§ Try it
In the entries below, every line that contains "dist" must be located and copied.

§ Data provided

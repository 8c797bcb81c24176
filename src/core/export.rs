//! Standalone exports of a [`MapArtifact`]
//!
//! The HTML export is a single Leaflet page that needs nothing but the
//! Leaflet CDN assets; marker data is embedded as JSON and popups are built
//! with DOM text nodes, so landmark names never reach the page as markup.

use std::path::Path;
use serde_json::{json, Value};
use crate::models::MapArtifact;

/// File name offered for downloads
pub const EXPORT_FILE_NAME: &str = "landmarks-map.html";

const LEAFLET_VERSION: &str = "1.9.4";

const HTML_TEMPLATE: &str = r#"<!DOCTYPE html>
<html lang="en">
<head>
    <meta charset="UTF-8">
    <meta name="viewport" content="width=device-width, initial-scale=1.0">
    <title>Landmarker map</title>
    <link rel="stylesheet" href="https://unpkg.com/leaflet@__LEAFLET__/dist/leaflet.css">
    <script src="https://unpkg.com/leaflet@__LEAFLET__/dist/leaflet.js"></script>
    <style>
        html, body, #map { height: 100%; margin: 0; }
        .legend { background: #fff; padding: 6px 10px; border-radius: 4px; font: 12px sans-serif; }
        .legend-bar { width: 160px; height: 10px; background: linear-gradient(to right, red, yellow, green); }
        .legend-scale { display: flex; justify-content: space-between; }
        .landmark-icon { background: none; border: none; }
    </style>
</head>
<body>
<div id="map"></div>
<script>
const ARTIFACT = __ARTIFACT__;

const ICONS = {
    pin: (c) => `<svg xmlns="http://www.w3.org/2000/svg" width="30" height="30" viewBox="0 0 24 24" fill="none" stroke="${c}" stroke-width="2" stroke-linecap="round" stroke-linejoin="round"><path d="M21 10c0 7-9 13-9 13s-9-6-9-13a9 9 0 0 1 18 0z"></path><circle cx="12" cy="10" r="3" fill="${c}"></circle></svg>`,
    star: (c) => `<svg xmlns="http://www.w3.org/2000/svg" width="30" height="30" viewBox="0 0 24 24" fill="${c}" stroke="${c}" stroke-width="2" stroke-linecap="round" stroke-linejoin="round"><polygon points="12 2 15.09 8.5 22 9.27 17 14 18.18 21 12 17.77 5.82 21 7 14 2 9.27 8.91 8.5 12 2"></polygon></svg>`,
    cross: (c) => `<svg xmlns="http://www.w3.org/2000/svg" width="30" height="30" viewBox="0 0 24 24" fill="${c}" stroke="${c}" stroke-width="2" stroke-linecap="round" stroke-linejoin="round"><line x1="18" y1="6" x2="6" y2="18"></line><line x1="6" y1="6" x2="18" y2="18"></line></svg>`
};

const map = L.map('map', {
    center: [ARTIFACT.center.latitude, ARTIFACT.center.longitude],
    zoom: ARTIFACT.zoom
});

const layers = {};
ARTIFACT.tiles.forEach((tile, i) => {
    const layer = L.tileLayer(tile.url, { attribution: tile.attribution, maxZoom: 19 });
    if (i === 0) { layer.addTo(map); }
    layers[tile.name] = layer;
});
if (ARTIFACT.tiles.length > 1) { L.control.layers(layers).addTo(map); }

function popupFor(marker) {
    const root = document.createElement('div');
    const name = document.createElement('strong');
    name.textContent = marker.name;
    root.appendChild(name);
    root.appendChild(document.createElement('br'));
    const score = document.createElement('em');
    score.textContent = `Matched: ${(marker.confidence * 100).toFixed(2)}%`;
    root.appendChild(score);
    const place = marker.place || {};
    const where = [place.city, place.country].filter(Boolean).join(', ');
    if (where) {
        root.appendChild(document.createElement('br'));
        root.appendChild(document.createTextNode(where));
    }
    if (place.wikipediaUrl) {
        root.appendChild(document.createElement('br'));
        const link = document.createElement('a');
        link.href = place.wikipediaUrl;
        link.target = '_blank';
        link.rel = 'noopener';
        link.textContent = 'Wikipedia';
        root.appendChild(link);
    }
    if (marker.summary) {
        const text = document.createElement('p');
        text.textContent = marker.summary;
        root.appendChild(text);
    }
    return root;
}

ARTIFACT.markers.forEach((marker) => {
    const latlng = [marker.coordinate.latitude, marker.coordinate.longitude];
    const color = marker.color;
    L.circle(latlng, {
        radius: ARTIFACT.accuracyRadiusM,
        color: color,
        fill: true,
        fillColor: color,
        opacity: 0.5
    }).bindPopup('Accuracy').addTo(map);
    const icon = L.divIcon({
        html: ICONS[marker.icon](color),
        className: 'landmark-icon',
        iconSize: [30, 30],
        iconAnchor: [15, 15]
    });
    L.marker(latlng, { icon: icon, title: marker.label })
        .bindPopup(popupFor(marker), { maxWidth: 200 })
        .addTo(map);
});

if (ARTIFACT.bounds) {
    const b = ARTIFACT.bounds;
    map.fitBounds([[b.min_lat, b.min_lon], [b.max_lat, b.max_lon]]);
}

const legend = L.control({ position: 'bottomright' });
legend.onAdd = function () {
    const div = L.DomUtil.create('div', 'legend');
    div.innerHTML = '<div>Similarity score</div><div class="legend-bar"></div><div class="legend-scale"><span>0</span><span>50</span><span>100</span></div>';
    return div;
};
legend.addTo(map);
</script>
</body>
</html>
"#;

impl MapArtifact {
    /// Render the artifact as a self-contained HTML page
    pub fn to_html(&self) -> String {
        HTML_TEMPLATE
            .replace("__LEAFLET__", LEAFLET_VERSION)
            .replace("__ARTIFACT__", &script_safe_json(&self.page_data()))
    }

    /// Export markers as a GeoJSON `FeatureCollection`
    pub fn to_geojson(&self) -> Value {
        let features: Vec<Value> = self
            .markers
            .iter()
            .map(|marker| {
                let mut properties = json!({
                    "name": marker.name,
                    "confidence": marker.confidence,
                    "tier": marker.tier,
                    "label": marker.label,
                });
                if let Some(place) = &marker.place {
                    properties["place"] = json!(place);
                }
                if let Some(summary) = &marker.summary {
                    properties["summary"] = json!(summary);
                }

                json!({
                    "type": "Feature",
                    // GeoJSON positions are [longitude, latitude]
                    "geometry": {
                        "type": "Point",
                        "coordinates": [marker.coordinate.longitude, marker.coordinate.latitude],
                    },
                    "properties": properties,
                })
            })
            .collect();

        let mut collection = json!({
            "type": "FeatureCollection",
            "features": features,
        });
        if let Some(b) = &self.bounds {
            collection["bbox"] = json!([b.min_lon, b.min_lat, b.max_lon, b.max_lat]);
        }
        collection
    }

    /// Write the HTML export to `path`
    pub fn save_html<P: AsRef<Path>>(&self, path: P) -> std::io::Result<()> {
        let path = path.as_ref();
        std::fs::write(path, self.to_html())?;
        tracing::info!("Saved map artifact {} to {}", self.id, path.display());
        Ok(())
    }

    fn page_data(&self) -> Value {
        let markers: Vec<Value> = self
            .markers
            .iter()
            .map(|marker| {
                json!({
                    "name": marker.name,
                    "confidence": marker.confidence,
                    "coordinate": marker.coordinate,
                    "label": marker.label,
                    "color": marker.tier.color(),
                    "icon": marker.tier.icon(),
                    "place": marker.place,
                    "summary": marker.summary,
                })
            })
            .collect();

        json!({
            "center": self.center,
            "zoom": self.zoom,
            "bounds": self.bounds,
            "tiles": self.tiles,
            "markers": markers,
            "accuracyRadiusM": self.accuracy_radius_m,
        })
    }
}

/// Serialize JSON so it can sit inside a `<script>` element
///
/// `<`, `>` and `&` only occur inside string literals in JSON output, where
/// their `\u` escapes are equivalent.
fn script_safe_json(value: &Value) -> String {
    value
        .to_string()
        .replace('<', "\\u003c")
        .replace('>', "\\u003e")
        .replace('&', "\\u0026")
}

§ Your solution
    <link rel="stylesheet" href="https://unpkg.com/leaflet@__LEAFLET__/dist/leaflet.css">
    <script src="https://unpkg.com/leaflet@__LEAFLET__/dist/leaflet.js"></script>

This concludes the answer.